Mumbai Police registers FIR against former Yes Bank CEO

May 16, 2026
02:22 pm

What's the story

Mumbai Police have registered a fresh FIR against Yes Bank co-founder Rana Kapoor and investor Sudhir Valia. The case is related to an alleged ₹1,000 crore fraud involving the illegal transfer of loan recovery rights and undervalued sale of mortgaged assets. The complaint was filed by Lakhminder Dayal Singh, a suspended director of Sapphire Land Development Pvt Ltd.

Case details

Loan recovery rights transferred within 10 months

The FIR alleges that in September 2016, Sapphire Land Development secured a ₹150 crore credit facility from the Nehru Centre branch of Yes Bank for a real estate project. The HDIL group mortgaged several high-value commercial and residential properties as collateral for the loan. However, despite an agreed repayment period of 36 months, Yes Bank allegedly transferred the recovery rights to Suraksha Asset Reconstruction Company within just 10 months.

Fraud details

Allegations of undervalued asset sales

The complainant alleges the transfer was done without properly classifying loan account as Non-Performing Asset (NPA) or independently valuing the mortgaged assets.
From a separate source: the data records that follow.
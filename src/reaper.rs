use std::sync::Arc;
use std::time::Duration;

use tokio_util::sync::CancellationToken;
use tracing::{debug, info, warn};

use crate::engine::Engine;
use crate::ledger::Ledger;

const REAP_INTERVAL: Duration = Duration::from_secs(5);
const COMPACT_CHECK_INTERVAL: Duration = Duration::from_secs(60);

/// Background task that periodically drops expired reservation holds.
pub async fn run_reaper(engine: Arc<Engine>, shutdown: CancellationToken) {
    let mut interval = tokio::time::interval(REAP_INTERVAL);
    loop {
        tokio::select! {
            _ = interval.tick() => {
                let reaped = engine.reap_expired_holds().await;
                if reaped > 0 {
                    debug!("reaped {reaped} expired holds");
                }
            }
            _ = shutdown.cancelled() => break,
        }
    }
    debug!("reaper stopped");
}

/// Rewrite the ledger WAL once it has grown by `threshold` appends.
pub async fn run_compactor(ledger: Arc<Ledger>, threshold: u64, shutdown: CancellationToken) {
    let mut interval = tokio::time::interval(COMPACT_CHECK_INTERVAL);
    loop {
        tokio::select! {
            _ = interval.tick() => {
                let appends = ledger.wal_appends_since_compact().await;
                if appends < threshold {
                    continue;
                }
                match ledger.compact_wal().await {
                    Ok(()) => info!("compacted ledger WAL after {appends} appends"),
                    Err(e) => warn!("ledger WAL compaction failed: {e}"),
                }
            }
            _ = shutdown.cancelled() => break,
        }
    }
    debug!("compactor stopped");
}
use std::fs::{self, File, OpenOptions};
use std::io::{self, BufReader, BufWriter, Read, Write};
use std::path::{Path, PathBuf};

use crate::limits::MAX_FRAME_LEN;
use crate::model::LedgerEvent;

/// `[u32 len]` + `[u32 crc32]` around every payload.
const FRAME_OVERHEAD: u64 = 8;

/// Frame one event as `[u32 len][bincode payload][u32 crc32]`, little-endian.
fn encode_frame(writer: &mut impl Write, event: &LedgerEvent) -> io::Result<()> {
    let payload =
        bincode::serialize(event).map_err(|e| io::Error::new(io::ErrorKind::InvalidData, e))?;
    let len = u32::try_from(payload.len())
        .ok()
        .filter(|len| *len <= MAX_FRAME_LEN)
        .ok_or_else(|| io::Error::new(io::ErrorKind::InvalidData, "WAL frame too large"))?;
    writer.write_all(&len.to_le_bytes())?;
    writer.write_all(&payload)?;
    writer.write_all(&crc32fast::hash(&payload).to_le_bytes())?;
    Ok(())
}

/// Fill `buf` completely, or report a clean/torn end of file as `Ok(false)`.
fn read_full(reader: &mut impl Read, buf: &mut [u8]) -> io::Result<bool> {
    match reader.read_exact(buf) {
        Ok(()) => Ok(true),
        Err(e) if e.kind() == io::ErrorKind::UnexpectedEof => Ok(false),
        Err(e) => Err(e),
    }
}

/// Next intact frame and its size on disk, or `None` at end of log / first damaged frame.
fn decode_frame(reader: &mut impl Read) -> io::Result<Option<(LedgerEvent, u64)>> {
    let mut len_buf = [0u8; 4];
    if !read_full(reader, &mut len_buf)? {
        return Ok(None);
    }
    let len = u32::from_le_bytes(len_buf);
    if len > MAX_FRAME_LEN {
        return Ok(None);
    }
    let mut payload = vec![0u8; len as usize];
    if !read_full(reader, &mut payload)? {
        return Ok(None);
    }
    let mut crc_buf = [0u8; 4];
    if !read_full(reader, &mut crc_buf)? {
        return Ok(None);
    }
    if u32::from_le_bytes(crc_buf) != crc32fast::hash(&payload) {
        return Ok(None);
    }
    Ok(bincode::deserialize(&payload)
        .ok()
        .map(|event| (event, FRAME_OVERHEAD + u64::from(len))))
}

/// Append-only log of ledger changes.
///
/// A torn or corrupt tail (crash mid-write) ends replay; everything before it is kept.
pub struct Wal {
    writer: BufWriter<File>,
    path: PathBuf,
    appends_since_compact: u64,
}

impl Wal {
    /// Open (or create) the WAL file at `path`.
    pub fn open(path: &Path) -> io::Result<Self> {
        let file = OpenOptions::new().create(true).append(true).open(path)?;
        Ok(Self {
            writer: BufWriter::new(file),
            path: path.to_path_buf(),
            appends_since_compact: 0,
        })
    }

    #[cfg(test)]
    pub fn append(&mut self, event: &LedgerEvent) -> io::Result<()> {
        self.append_buffered(event)?;
        self.flush_sync()
    }

    /// Buffer one event. Durable only after [`Wal::flush_sync`].
    pub fn append_buffered(&mut self, event: &LedgerEvent) -> io::Result<()> {
        encode_frame(&mut self.writer, event)?;
        self.appends_since_compact += 1;
        Ok(())
    }

    pub fn flush_sync(&mut self) -> io::Result<()> {
        self.writer.flush()?;
        self.writer.get_ref().sync_all()
    }

    pub fn path(&self) -> &Path {
        &self.path
    }

    pub fn appends_since_compact(&self) -> u64 {
        self.appends_since_compact
    }

    /// Replace the log with `snapshot`: write a temp file, fsync, rename over, reopen.
    pub fn compact(&mut self, snapshot: &[LedgerEvent]) -> io::Result<()> {
        let tmp_path = self.path.with_extension("wal.tmp");
        {
            let mut tmp = BufWriter::new(File::create(&tmp_path)?);
            for event in snapshot {
                encode_frame(&mut tmp, event)?;
            }
            tmp.flush()?;
            tmp.get_ref().sync_all()?;
        }
        fs::rename(&tmp_path, &self.path)?;
        let file = OpenOptions::new().create(true).append(true).open(&self.path)?;
        self.writer = BufWriter::new(file);
        self.appends_since_compact = 0;
        Ok(())
    }

    /// Read back every intact event. A missing file is an empty log.
    pub fn replay(path: &Path) -> io::Result<Vec<LedgerEvent>> {
        Ok(read_log(path)?.events)
    }

    /// Replay `path`, cut off any damaged tail, and open it for appending.
    /// Appends must never land behind bytes that replay stops at.
    pub fn recover(path: &Path) -> io::Result<(Self, Vec<LedgerEvent>)> {
        let log = read_log(path)?;
        if log.consumed < log.total {
            tracing::warn!(
                "WAL {}: truncating {} trailing bytes after {} events",
                path.display(),
                log.total - log.consumed,
                log.events.len()
            );
            let file = OpenOptions::new().write(true).open(path)?;
            file.set_len(log.consumed)?;
            file.sync_all()?;
        }
        Ok((Self::open(path)?, log.events))
    }
}

struct LogContents {
    events: Vec<LedgerEvent>,
    /// Bytes covered by intact frames.
    consumed: u64,
    total: u64,
}

fn read_log(path: &Path) -> io::Result<LogContents> {
    let file = match File::open(path) {
        Ok(f) => f,
        Err(e) if e.kind() == io::ErrorKind::NotFound => {
            return Ok(LogContents { events: Vec::new(), consumed: 0, total: 0 });
        }
        Err(e) => return Err(e),
    };
    let total = file.metadata()?.len();
    let mut reader = BufReader::new(file);
    let mut events = Vec::new();
    let mut consumed = 0u64;
    while let Some((event, frame_len)) = decode_frame(&mut reader)? {
        consumed += frame_len;
        events.push(event);
    }
    Ok(LogContents { events, consumed, total })
}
The FIR further claims that Yes Bank withheld a 15% margin amount from the sanctioned loan and routed it through multiple internal trust accounts linked to Suraksha ARC for facilitating this transfer. This allegedly resulted in prime mortgaged assets being sold at heavily undervalued rates, causing an estimated financial loss of nearly ₹1,000 crore to Sapphire Land Development.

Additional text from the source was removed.